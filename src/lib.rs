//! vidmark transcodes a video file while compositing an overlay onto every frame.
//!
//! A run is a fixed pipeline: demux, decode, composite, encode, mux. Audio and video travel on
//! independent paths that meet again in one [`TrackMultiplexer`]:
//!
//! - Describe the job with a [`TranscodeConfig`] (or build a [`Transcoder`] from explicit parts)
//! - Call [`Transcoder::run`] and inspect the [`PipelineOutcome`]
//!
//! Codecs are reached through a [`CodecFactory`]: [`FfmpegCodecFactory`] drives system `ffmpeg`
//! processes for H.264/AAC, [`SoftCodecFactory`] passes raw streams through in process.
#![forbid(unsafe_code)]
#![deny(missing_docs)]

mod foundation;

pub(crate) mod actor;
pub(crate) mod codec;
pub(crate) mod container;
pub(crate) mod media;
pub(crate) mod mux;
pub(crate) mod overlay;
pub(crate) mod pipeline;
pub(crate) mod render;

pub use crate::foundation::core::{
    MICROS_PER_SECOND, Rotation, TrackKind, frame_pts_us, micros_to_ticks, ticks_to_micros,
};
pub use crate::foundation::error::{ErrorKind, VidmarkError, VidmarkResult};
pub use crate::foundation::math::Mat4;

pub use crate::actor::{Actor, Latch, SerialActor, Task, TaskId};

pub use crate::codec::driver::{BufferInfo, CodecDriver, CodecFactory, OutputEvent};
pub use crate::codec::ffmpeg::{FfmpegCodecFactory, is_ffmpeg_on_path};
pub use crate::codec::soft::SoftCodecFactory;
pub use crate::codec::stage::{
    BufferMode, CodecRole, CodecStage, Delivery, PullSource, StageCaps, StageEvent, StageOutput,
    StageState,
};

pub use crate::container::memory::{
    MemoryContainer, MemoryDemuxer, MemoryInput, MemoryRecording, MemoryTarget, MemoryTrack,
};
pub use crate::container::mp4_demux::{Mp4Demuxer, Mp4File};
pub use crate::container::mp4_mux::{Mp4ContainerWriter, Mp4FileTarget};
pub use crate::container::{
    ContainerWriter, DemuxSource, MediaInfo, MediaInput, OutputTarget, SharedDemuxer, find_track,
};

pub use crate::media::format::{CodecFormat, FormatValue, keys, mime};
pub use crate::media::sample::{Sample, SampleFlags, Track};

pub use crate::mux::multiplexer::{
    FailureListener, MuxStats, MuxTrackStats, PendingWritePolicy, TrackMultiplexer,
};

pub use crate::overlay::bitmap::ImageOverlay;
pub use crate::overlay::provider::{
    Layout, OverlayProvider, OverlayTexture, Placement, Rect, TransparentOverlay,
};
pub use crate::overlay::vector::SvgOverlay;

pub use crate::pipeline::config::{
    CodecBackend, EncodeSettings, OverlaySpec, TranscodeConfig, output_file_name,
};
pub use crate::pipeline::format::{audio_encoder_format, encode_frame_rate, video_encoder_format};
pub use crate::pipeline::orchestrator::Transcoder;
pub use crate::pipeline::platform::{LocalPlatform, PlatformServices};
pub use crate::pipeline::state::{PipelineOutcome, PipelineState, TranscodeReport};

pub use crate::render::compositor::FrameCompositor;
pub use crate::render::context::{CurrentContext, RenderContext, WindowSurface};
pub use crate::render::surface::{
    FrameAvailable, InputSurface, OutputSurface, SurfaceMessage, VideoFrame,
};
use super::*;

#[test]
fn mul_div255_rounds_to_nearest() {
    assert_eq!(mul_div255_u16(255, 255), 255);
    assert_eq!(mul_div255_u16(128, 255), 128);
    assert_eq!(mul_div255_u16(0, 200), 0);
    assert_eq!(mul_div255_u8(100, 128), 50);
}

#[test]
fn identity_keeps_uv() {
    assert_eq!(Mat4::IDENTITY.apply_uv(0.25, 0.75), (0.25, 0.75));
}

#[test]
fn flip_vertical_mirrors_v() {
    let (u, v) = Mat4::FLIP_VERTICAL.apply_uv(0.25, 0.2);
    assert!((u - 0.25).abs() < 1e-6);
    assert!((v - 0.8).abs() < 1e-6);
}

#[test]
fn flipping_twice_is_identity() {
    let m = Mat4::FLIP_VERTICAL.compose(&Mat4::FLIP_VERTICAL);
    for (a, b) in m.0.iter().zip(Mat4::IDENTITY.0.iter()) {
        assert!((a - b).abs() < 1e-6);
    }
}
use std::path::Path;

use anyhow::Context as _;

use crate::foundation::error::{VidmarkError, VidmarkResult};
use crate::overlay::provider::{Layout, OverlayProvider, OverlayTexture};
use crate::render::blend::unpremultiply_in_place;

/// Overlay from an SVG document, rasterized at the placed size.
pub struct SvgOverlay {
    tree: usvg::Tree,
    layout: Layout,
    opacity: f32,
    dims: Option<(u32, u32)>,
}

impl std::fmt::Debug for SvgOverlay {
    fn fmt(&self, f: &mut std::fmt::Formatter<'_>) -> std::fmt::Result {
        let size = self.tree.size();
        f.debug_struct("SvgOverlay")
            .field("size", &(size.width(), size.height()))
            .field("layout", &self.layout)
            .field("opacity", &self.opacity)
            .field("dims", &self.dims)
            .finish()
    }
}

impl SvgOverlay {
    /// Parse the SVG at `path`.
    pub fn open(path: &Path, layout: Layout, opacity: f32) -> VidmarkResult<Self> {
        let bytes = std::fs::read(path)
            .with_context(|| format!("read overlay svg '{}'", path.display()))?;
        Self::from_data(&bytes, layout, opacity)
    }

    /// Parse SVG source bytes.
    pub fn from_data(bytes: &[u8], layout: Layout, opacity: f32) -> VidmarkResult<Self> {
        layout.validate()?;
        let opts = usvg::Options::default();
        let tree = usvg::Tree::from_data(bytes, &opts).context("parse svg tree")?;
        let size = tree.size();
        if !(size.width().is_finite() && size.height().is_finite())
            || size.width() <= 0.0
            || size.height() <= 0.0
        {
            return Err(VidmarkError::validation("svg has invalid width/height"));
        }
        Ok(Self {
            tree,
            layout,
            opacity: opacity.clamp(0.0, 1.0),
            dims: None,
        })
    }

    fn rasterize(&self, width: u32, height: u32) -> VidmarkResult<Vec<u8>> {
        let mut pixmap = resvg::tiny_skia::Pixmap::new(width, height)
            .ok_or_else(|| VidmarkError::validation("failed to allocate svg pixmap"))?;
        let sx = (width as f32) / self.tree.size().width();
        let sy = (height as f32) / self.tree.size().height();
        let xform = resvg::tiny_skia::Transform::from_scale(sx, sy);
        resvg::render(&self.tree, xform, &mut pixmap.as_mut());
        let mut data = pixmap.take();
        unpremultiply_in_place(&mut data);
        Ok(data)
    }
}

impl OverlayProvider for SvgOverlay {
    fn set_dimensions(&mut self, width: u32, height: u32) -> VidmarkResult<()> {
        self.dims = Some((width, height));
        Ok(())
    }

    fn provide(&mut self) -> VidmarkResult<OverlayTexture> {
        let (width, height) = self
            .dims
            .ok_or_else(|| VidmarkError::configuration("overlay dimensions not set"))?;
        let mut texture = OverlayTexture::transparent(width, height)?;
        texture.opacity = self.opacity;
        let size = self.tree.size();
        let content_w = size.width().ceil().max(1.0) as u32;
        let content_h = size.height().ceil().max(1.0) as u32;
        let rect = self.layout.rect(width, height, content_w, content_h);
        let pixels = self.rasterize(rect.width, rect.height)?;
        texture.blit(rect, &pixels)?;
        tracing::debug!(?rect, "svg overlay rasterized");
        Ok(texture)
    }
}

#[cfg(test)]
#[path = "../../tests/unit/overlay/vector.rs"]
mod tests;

Exercise prompt: If a line in the records above contains the word "xform", copy it.

Result of the task:
        let xform = resvg::tiny_skia::Transform::from_scale(sx, sy);
        resvg::render(&self.tree, xform, &mut pixmap.as_mut());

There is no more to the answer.